◆ **EXERCISE OBJECTIVE**: Gather all lines in the records below that include the word "CliApp".

MATERIAL FOR THIS EXERCISE START

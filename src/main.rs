//! Mirrorbot - Solana Wallet Copy-Trading Pipeline

use anyhow::Result;
use clap::Parser;

use mirrorbot::adapters::cli::{self, CliApp};

#[tokio::main]
async fn main() -> Result<()> {
    // Load .env file if it exists (secrets go here, not in config.toml)
    dotenvy::dotenv().ok();

    let app = CliApp::parse();
    cli::execute(app).await
}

MATERIAL FOR THIS EXERCISE END

◆ **RESULT FOR THIS EXERCISE**:
use mirrorbot::adapters::cli::{self, CliApp};
    let app = CliApp::parse();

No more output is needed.